BEGIN RECORDS SUPPLIED

//! Typed submission records, one per backend resource
//!
//! Optional fields left empty are omitted from the wire JSON.

use chrono::{DateTime, Utc};
use geofence::{GeoError, GeoPoint};
use serde::{Deserialize, Serialize};

#[derive(Debug, Clone, Default, PartialEq, Serialize, Deserialize)]
pub struct LocationDetails {
    pub province: String,
    pub city: String,
    #[serde(default, skip_serializing_if = "Option::is_none")]
    pub district: Option<String>,
    #[serde(default, skip_serializing_if = "Option::is_none")]
    pub neighborhood: Option<String>,
    #[serde(default, skip_serializing_if = "Option::is_none")]
    pub street_address: Option<String>,
    #[serde(default, skip_serializing_if = "Option::is_none")]
    pub latitude: Option<f64>,
    #[serde(default, skip_serializing_if = "Option::is_none")]
    pub longitude: Option<f64>,
}

impl LocationDetails {
    /// `None` unless both coordinates are present
    pub fn point(&self) -> Option<std::result::Result<GeoPoint, GeoError>> {
        match (self.latitude, self.longitude) {
            (Some(lat), Some(lon)) => Some(GeoPoint::new(lat, lon)),
            _ => None,
        }
    }

    /// True when any address field is still blank
    pub fn needs_address(&self) -> bool {
        [&self.district, &self.neighborhood, &self.street_address]
            .iter()
            .any(|f| is_blank(f.as_deref()))
            || self.city.trim().is_empty()
            || self.province.trim().is_empty()
    }
}

pub(crate) fn is_blank(s: Option<&str>) -> bool {
    s.map_or(true, |s| s.trim().is_empty())
}

#[derive(Debug, Clone, Default, PartialEq, Serialize, Deserialize)]
pub struct VictimDetails {
    #[serde(default, skip_serializing_if = "Option::is_none")]
    pub name: Option<String>,
    #[serde(default, skip_serializing_if = "Option::is_none")]
    pub age: Option<u32>,
    #[serde(default, skip_serializing_if = "Option::is_none")]
    pub gender: Option<String>,
    #[serde(default, skip_serializing_if = "Option::is_none")]
    pub phone_number: Option<String>,
    #[serde(default, skip_serializing_if = "Option::is_none")]
    pub email: Option<String>,
    #[serde(default, skip_serializing_if = "Option::is_none")]
    pub address: Option<String>,
}

#[derive(Debug, Clone, Default, PartialEq, Serialize, Deserialize)]
pub struct IncidentTypeDetails {
    pub category: String,
    #[serde(default, skip_serializing_if = "Option::is_none")]
    pub description: Option<String>,
}

#[derive(Debug, Clone, Default, PartialEq, Serialize, Deserialize)]
pub struct StolenItemDetails {
    pub item_type: String,
    #[serde(default, skip_serializing_if = "Option::is_none")]
    pub description: Option<String>,
    #[serde(default, skip_serializing_if = "Option::is_none")]
    pub value_estimate: Option<f64>,

    // Phones
    #[serde(default, skip_serializing_if = "Option::is_none")]
    pub imei: Option<String>,
    #[serde(default, skip_serializing_if = "Option::is_none")]
    pub phone_brand: Option<String>,
    #[serde(default, skip_serializing_if = "Option::is_none")]
    pub phone_model: Option<String>,

    // Vehicles
    #[serde(default, skip_serializing_if = "Option::is_none")]
    pub license_plate: Option<String>,
    #[serde(default, skip_serializing_if = "Option::is_none")]
    pub chassis_number: Option<String>,
    #[serde(default, skip_serializing_if = "Option::is_none")]
    pub vehicle_make: Option<String>,
    #[serde(default, skip_serializing_if = "Option::is_none")]
    pub vehicle_model: Option<String>,
}

#[derive(Debug, Clone, PartialEq, Serialize, Deserialize)]
pub struct IncidentDetails {
    pub occurred_at: DateTime<Utc>,
    #[serde(default, skip_serializing_if = "Option::is_none")]
    pub value_estimate: Option<f64>,
    #[serde(default)]
    pub fir_filed: bool,
}

/// Complete report, submitted as one transaction
#[derive(Debug, Clone, PartialEq, Serialize, Deserialize)]
pub struct IncidentReport {
    pub location: LocationDetails,
    #[serde(default)]
    pub victim: VictimDetails,
    pub incident_type: IncidentTypeDetails,
    #[serde(default, skip_serializing_if = "Option::is_none")]
    pub stolen_item: Option<StolenItemDetails>,
    pub incident: IncidentDetails,
}

#[derive(Debug, Clone, PartialEq, Serialize, Deserialize)]
#[serde(tag = "kind", rename_all = "snake_case")]
pub enum SubmissionPayload {
    Report(IncidentReport),
    Location(LocationDetails),
    Victim(VictimDetails),
    IncidentType(IncidentTypeDetails),
    StolenItem(StolenItemDetails),
    Incident(IncidentDetails),
}

impl SubmissionPayload {
    pub fn kind(&self) -> &'static str {
        match self {
            Self::Report(_) => "report",
            Self::Location(_) => "location",
            Self::Victim(_) => "victim",
            Self::IncidentType(_) => "incident_type",
            Self::StolenItem(_) => "stolen_item",
            Self::Incident(_) => "incident",
        }
    }

    /// Location record carried by this payload, if any
    pub fn location(&self) -> Option<&LocationDetails> {
        match self {
            Self::Report(r) => Some(&r.location),
            Self::Location(l) => Some(l),
            _ => None,
        }
    }

    pub fn location_mut(&mut self) -> Option<&mut LocationDetails> {
        match self {
            Self::Report(r) => Some(&mut r.location),
            Self::Location(l) => Some(l),
            _ => None,
        }
    }

    /// Request body for the backend: the record itself, without the tag
    pub fn body(&self) -> serde_json::Result<serde_json::Value> {
        match self {
            Self::Report(r) => serde_json::to_value(r),
            Self::Location(l) => serde_json::to_value(l),
            Self::Victim(v) => serde_json::to_value(v),
            Self::IncidentType(t) => serde_json::to_value(t),
            Self::StolenItem(s) => serde_json::to_value(s),
            Self::Incident(i) => serde_json::to_value(i),
        }
    }
}

#[cfg(test)]
mod tests {
    use super::*;
    use serde_json::json;

    fn location() -> LocationDetails {
        LocationDetails {
            province: "Sindh".into(),
            city: "Karachi".into(),
            latitude: Some(24.8607),
            longitude: Some(67.0011),
            ..Default::default()
        }
    }

    #[test]
    fn test_tagged_by_kind() {
        let payload = SubmissionPayload::Location(location());
        let value = serde_json::to_value(&payload).unwrap();
        assert_eq!(value["kind"], "location");
        assert_eq!(value["city"], "Karachi");
        // empty optionals are omitted
        assert!(value.get("district").is_none());

        let back: SubmissionPayload = serde_json::from_value(value).unwrap();
        assert_eq!(back, payload);
    }

    #[test]
    fn test_body_has_no_tag() {
        let body = SubmissionPayload::Location(location()).body().unwrap();
        assert!(body.get("kind").is_none());
        assert_eq!(body["latitude"], 24.8607);
    }

    #[test]
    fn test_report_shape() {
        let report: SubmissionPayload = serde_json::from_value(json!({
            "kind": "report",
            "location": {"province": "Punjab", "city": "Lahore"},
            "incident_type": {"category": "Mobile Snatching"},
            "incident": {"occurred_at": "2024-03-01T10:00:00Z", "fir_filed": true}
        }))
        .unwrap();

        assert_eq!(report.kind(), "report");
        let loc = report.location().unwrap();
        assert_eq!(loc.city, "Lahore");
        assert!(loc.point().is_none());
        assert!(loc.needs_address());
    }

    #[test]
    fn test_location_point() {
        let mut loc = location();
        assert!(loc.point().unwrap().is_ok());
        loc.latitude = Some(123.0);
        assert!(loc.point().unwrap().is_err());
    }

    #[test]
    fn test_non_location_payloads() {
        let victim = SubmissionPayload::Victim(VictimDetails::default());
        assert!(victim.location().is_none());
        assert_eq!(victim.kind(), "victim");
    }
}
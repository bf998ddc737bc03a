//! Geographic point value type and great-circle distance

use crate::{GeoError, Result};
use serde::{Deserialize, Serialize};
use std::fmt;

/// Mean Earth radius in meters used by the haversine formula
pub const EARTH_RADIUS_M: f64 = 6_371_000.0;

/// WGS84 latitude/longitude in degrees.
///
/// Fields are private so the range invariant holds for every value in
/// circulation, including values deserialized from JSON.
#[derive(Debug, Clone, Copy, PartialEq, Serialize, Deserialize)]
#[serde(try_from = "RawPoint")]
pub struct GeoPoint {
    latitude: f64,
    longitude: f64,
}

#[derive(Deserialize)]
struct RawPoint {
    latitude: f64,
    longitude: f64,
}

impl TryFrom<RawPoint> for GeoPoint {
    type Error = GeoError;

    fn try_from(raw: RawPoint) -> Result<Self> {
        GeoPoint::new(raw.latitude, raw.longitude)
    }
}

fn is_valid_latitude(lat: f64) -> bool {
    lat.is_finite() && (-90.0..=90.0).contains(&lat)
}

fn is_valid_longitude(lon: f64) -> bool {
    lon.is_finite() && (-180.0..=180.0).contains(&lon)
}

impl GeoPoint {
    pub fn new(latitude: f64, longitude: f64) -> Result<Self> {
        if !is_valid_latitude(latitude) || !is_valid_longitude(longitude) {
            return Err(GeoError::InvalidCoordinates {
                latitude,
                longitude,
            });
        }
        Ok(Self {
            latitude,
            longitude,
        })
    }

    /// Build from compile-time reference data.
    ///
    /// Only for literals known to be in range; debug builds assert it.
    pub(crate) fn from_static(latitude: f64, longitude: f64) -> Self {
        debug_assert!(is_valid_latitude(latitude) && is_valid_longitude(longitude));
        Self {
            latitude,
            longitude,
        }
    }

    #[inline]
    pub fn latitude(&self) -> f64 {
        self.latitude
    }

    #[inline]
    pub fn longitude(&self) -> f64 {
        self.longitude
    }

    /// Great-circle distance to `other` in meters
    pub fn distance_m(&self, other: &GeoPoint) -> f64 {
        haversine_m(self, other)
    }
}

impl fmt::Display for GeoPoint {
    fn fmt(&self, f: &mut fmt::Formatter<'_>) -> fmt::Result {
        write!(f, "{:.6}, {:.6}", self.latitude, self.longitude)
    }
}

/// Haversine distance between two points in meters
pub fn haversine_m(a: &GeoPoint, b: &GeoPoint) -> f64 {
    let lat1 = a.latitude.to_radians();
    let lat2 = b.latitude.to_radians();
    let dlat = (b.latitude - a.latitude).to_radians();
    let dlon = (b.longitude - a.longitude).to_radians();

    let h = (dlat / 2.0).sin().powi(2) + lat1.cos() * lat2.cos() * (dlon / 2.0).sin().powi(2);
    let c = 2.0 * h.sqrt().atan2((1.0 - h).sqrt());

    EARTH_RADIUS_M * c
}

END RECORDS SUPPLIED

# WORK TO BE COMPLETED:
If a line of the data contains "crate", copy it out.

# WRITTEN SOLUTION:
pub(crate) fn is_blank(s: Option<&str>) -> bool {
use crate::{GeoError, Result};
    pub(crate) fn from_static(latitude: f64, longitude: f64) -> Self {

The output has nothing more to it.